Mais si ! Un machin énorme ! J’te jure ! Alors moi, je dis pas, j’ai rien contre les expériences exotiques, hein, mais…

Pendant que la Chevalière travaillait dur, sous le regard attentif de Gat qui prenait son rôle de garde du corps fort au sérieux, Karm, lui, racontait des histoires plus ou moins abracadabrantesques à des Brubbs eux-mêmes tout à fait disposés à partager les multiples anecdotes de leur vie de semi-nomades.

Après avoir considérablement glandé… euh… enquêté, après avoir consciencieusement enquêté, le Maître rejoignit sa mécanicienne favorite pour observer le moment de grâce et le redémarrage du générateur d’atmosphère. Passé l’excitation du succès, l’un des Brubbs posa sur eux un regard soucieux et pensif. Mais il dût finalement juger que sa dette était réelle et, d’un geste, il leur fit signe de le suivre.

Les trois visiteurs passèrent à travers une grande bâche en plastique. Montée sur une architecture métallique bricolée avec des débris divers, elle couvrait l’arrière-boutique des Brubbs, pour la protéger des intempéries et des regards indiscrets. Là régnait un ordre méthodique bien différent du chaos du bazar extérieur et deux Brubbs supplémentaires s’y consacraient exclusivement au nettoyage, à l’identification et au tri des objets récupérés.

C’t’une sacrée opération, tout de même…, commenta Karm, qui avait lui-même assez dirigé de missions d’exploration pour prendre la mesure de toute ce que cela impliquait.
Quand on a la passion du métier ! Est-ce que vous ne trouvez pas cela fascinant ? Hein ? Fascinant ? Toute cette matière à qui donner une seconde vie, tous ces objets qu’on peut pousser encore un petit peu plus loin ! Dire qu’il y a des gens qui n’aiment que le neuf…

Karm approuva d’un hochement de tête, dont le Brubb n’avait nul besoin pour continuer sur sa lance.

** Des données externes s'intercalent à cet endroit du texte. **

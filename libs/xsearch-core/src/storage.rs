//! Key-value persistence collaborator
//!
//! The builder persists its entire history under a single key as one JSON
//! value (load-modify-write, no incremental diff). Concurrent writers are
//! not coordinated; the storage layer is last-write-wins.

use async_trait::async_trait;
use parking_lot::Mutex;
use serde_json::{Map, Value};
use std::collections::HashMap;
use std::path::{Path, PathBuf};
use tokio::fs;

use crate::error::{Result, SearchError};

/// Asynchronous, fallible key-value store
#[async_trait]
pub trait KvStore: Send + Sync {
    /// Read the value stored under `key`, if any
    async fn get(&self, key: &str) -> Result<Option<Value>>;

    /// Store `value` under `key`, replacing any previous value
    async fn set(&self, key: &str, value: Value) -> Result<()>;
}

/// In-memory store used by tests and ephemeral sessions
#[derive(Debug, Default)]
pub struct MemoryStore {
    entries: Mutex<HashMap<String, Value>>,
}

impl MemoryStore {
    /// Create an empty in-memory store
    #[must_use]
    pub fn new() -> Self {
        Self::default()
    }
}

#[async_trait]
impl KvStore for MemoryStore {
    async fn get(&self, key: &str) -> Result<Option<Value>> {
        Ok(self.entries.lock().get(key).cloned())
    }

    async fn set(&self, key: &str, value: Value) -> Result<()> {
        self.entries.lock().insert(key.to_string(), value);
        Ok(())
    }
}

/// Flat-file store holding a single JSON object
///
/// A missing file reads as an empty store; the parent directory is created
/// on first write.
#[derive(Debug, Clone)]
pub struct JsonFileStore {
    path: PathBuf,
}

impl JsonFileStore {
    /// Create a store backed by the given file path
    #[must_use]
    pub fn new<P: AsRef<Path>>(path: P) -> Self {
        Self {
            path: path.as_ref().to_path_buf(),
        }
    }

    /// The file path backing this store
    #[must_use]
    pub fn path(&self) -> &Path {
        &self.path
    }

    async fn read_map(&self) -> Result<Map<String, Value>> {
        let bytes = match fs::read(&self.path).await {
            Ok(bytes) => bytes,
            Err(e) if e.kind() == std::io::ErrorKind::NotFound => return Ok(Map::new()),
            Err(e) => return Err(e.into()),
        };

        match serde_json::from_slice::<Value>(&bytes)? {
            Value::Object(map) => Ok(map),
            other => Err(SearchError::storage(format!(
                "expected a JSON object in {}, found {}",
                self.path.display(),
                json_type_name(&other)
            ))),
        }
    }

    async fn write_map(&self, map: &Map<String, Value>) -> Result<()> {
        if let Some(parent) = self.path.parent() {
            fs::create_dir_all(parent).await?;
        }
        let bytes = serde_json::to_vec_pretty(&Value::Object(map.clone()))?;
        fs::write(&self.path, bytes).await?;
        Ok(())
    }
}

#[async_trait]
impl KvStore for JsonFileStore {
    async fn get(&self, key: &str) -> Result<Option<Value>> {
        let map = self.read_map().await?;
        Ok(map.get(key).cloned())
    }

    async fn set(&self, key: &str, value: Value) -> Result<()> {
        let mut map = self.read_map().await?;
        map.insert(key.to_string(), value);
        self.write_map(&map).await
    }
}

fn json_type_name(value: &Value) -> &'static str {
    match value {
        Value::Null => "null",
        Value::Bool(_) => "a boolean",
        Value::Number(_) => "a number",
        Value::String(_) => "a string",
        Value::Array(_) => "an array",
        Value::Object(_) => "an object",
    }
}

#[cfg(test)]
mod tests {
    use super::*;
    use serde_json::json;

    #[tokio::test]
    async fn test_memory_store_roundtrip() {
        let store = MemoryStore::new();
        assert!(store.get("missing").await.unwrap().is_none());

        store.set("key", json!(["a", "b"])).await.unwrap();
        assert_eq!(store.get("key").await.unwrap(), Some(json!(["a", "b"])));

        store.set("key", json!([])).await.unwrap();
        assert_eq!(store.get("key").await.unwrap(), Some(json!([])));
    }

    #[tokio::test]
    async fn test_file_store_missing_file_reads_empty() {
        let dir = tempfile::tempdir().unwrap();
        let store = JsonFileStore::new(dir.path().join("history.json"));
        assert!(store.get("anything").await.unwrap().is_none());
    }

    #[tokio::test]
    async fn test_file_store_roundtrip() {
        let dir = tempfile::tempdir().unwrap();
        let store = JsonFileStore::new(dir.path().join("nested").join("history.json"));

        store.set("alpha", json!({"n": 1})).await.unwrap();
        store.set("beta", json!("two")).await.unwrap();

        // Both keys survive the load-modify-write cycle
        assert_eq!(store.get("alpha").await.unwrap(), Some(json!({"n": 1})));
        assert_eq!(store.get("beta").await.unwrap(), Some(json!("two")));
    }

    #[tokio::test]
    async fn test_file_store_rejects_non_object() {
        let dir = tempfile::tempdir().unwrap();
        let path = dir.path().join("history.json");
        std::fs::write(&path, b"[1, 2, 3]").unwrap();

        let store = JsonFileStore::new(&path);
        let err = store.get("key").await.unwrap_err();
        assert!(err.to_string().contains("expected a JSON object"));
    }

    #[tokio::test]
    async fn test_file_store_last_write_wins() {
        let dir = tempfile::tempdir().unwrap();
        let path = dir.path().join("history.json");
        let first = JsonFileStore::new(&path);
        let second = JsonFileStore::new(&path);

        first.set("key", json!(1)).await.unwrap();
        second.set("key", json!(2)).await.unwrap();
        assert_eq!(first.get("key").await.unwrap(), Some(json!(2)));
    }
}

Les trois visiteurs eurent le droit à un long discours sur les joies de mettre de l’ordre dans les gravats, de tirer de l’utile du détruit, d’imaginer de nouvelles vies à ce qui avait été abîmé. Et l’explorateur, pour sa part, l’écoutait volontiers, car il y avait de la philosophie dans cet enthousiasme d’artisan et de marchand.

Bon…

Leur guide s’était arrêté près de caisses noires qui ressemblaient à s’y méprendre à celles que l’armée hapienne utilisait soixante ans plus tôt pour le transport de ses munitions.

Je vous fais confiance, n’est-ce pas ? N’est-ce pas ?

Le regard expressif du marchand sonda tour à tour chacun des trois visiteurs, et en particulier Gat, dont l’uniforme n’était pas fait pour apaiser les inquiétudes d’un trafiquant.

Promis juré !

C’était une parole de Jedi et le Brubb s’en satisfit. Il entreprit de composer un interminable digicode pour ouvrir les caisses. À l’intérieur, du matériel militaire attendait d’éventuels acheteurs, dans de petits lots séparés les uns des autres par de la mousse protectrice. Pour une bonne part, il s’agissait d’armes de poing, sans nul récupéré sur les cadavres des malheureux qui avaient perdu la vie dans les combats, mais il y avait aussi quelques explosifs, des outils de génie militaire et des uniformes soigneusement pliés et classés par armée d’obédience.

Et euh… Vous revendez ça à qui, en général, exactement ?

Avant de poser sa question, Karm avait jeté un regard à Gat et le jeune soldat arborait une expression choquée.

Des mercenaires, fit le Brubb d’une voix mal assurée, des fermiers de la Bordure Extérieure, qui ont besoin d’avoir de quoi se défendre. Des entreprises de sécurité. C’est une galaxie dangereuse et les gens ne peuvent pas toujours se reposer sur les pouvoirs publics. N’est-ce pas ? N’est-ce pas ?
Certes…

Et en vérité, quelle aurait été l’alternative ? Désarmer la totalité de la Galaxie ? Pure utopie.

Et donc ? Ce qui nous intéresse ? Le sniper, tout ça…
Oui, oui… Ce n’était pas très loin d’ici et on ne sait pas grand-chose sur ce qui s’est passé. Des explosions, ça, c’est sûr, et des combats dans la rue. Un chargeur vide…

Le Brubb disparut à moitié de la caisse pour extirper du fond une petite pochette étiquetée dans une langue étrange, dont il tira un chargeur de fusil d’assaut.

On peut y remettre de l’énergie, si vous voulez : ça vous coûtera toujours moins cher qu’un chargeur neuf.
Ça ira, merci, murmura Karm en examinant l’objet, avant de le passer à Gat. Ça vous dit quelque chose ?

Le soldat, plus ou moins remis de sa surprise, étudia à son tour l’objet.

Hmm… Pas utilisé par les forces armées d’Ossus, ça, c’est sûr.
C’est du matériel de la Czerka, intervint le Brubb. Mais interopérable, bien sûr, avec tous les modèles standards et…
La Czerka, dit Karm en coupant l’argumentaire de vente ?
C’est une entreprise multiplanétaire.
Ouais, ouais, je suis familier de leurs… activités.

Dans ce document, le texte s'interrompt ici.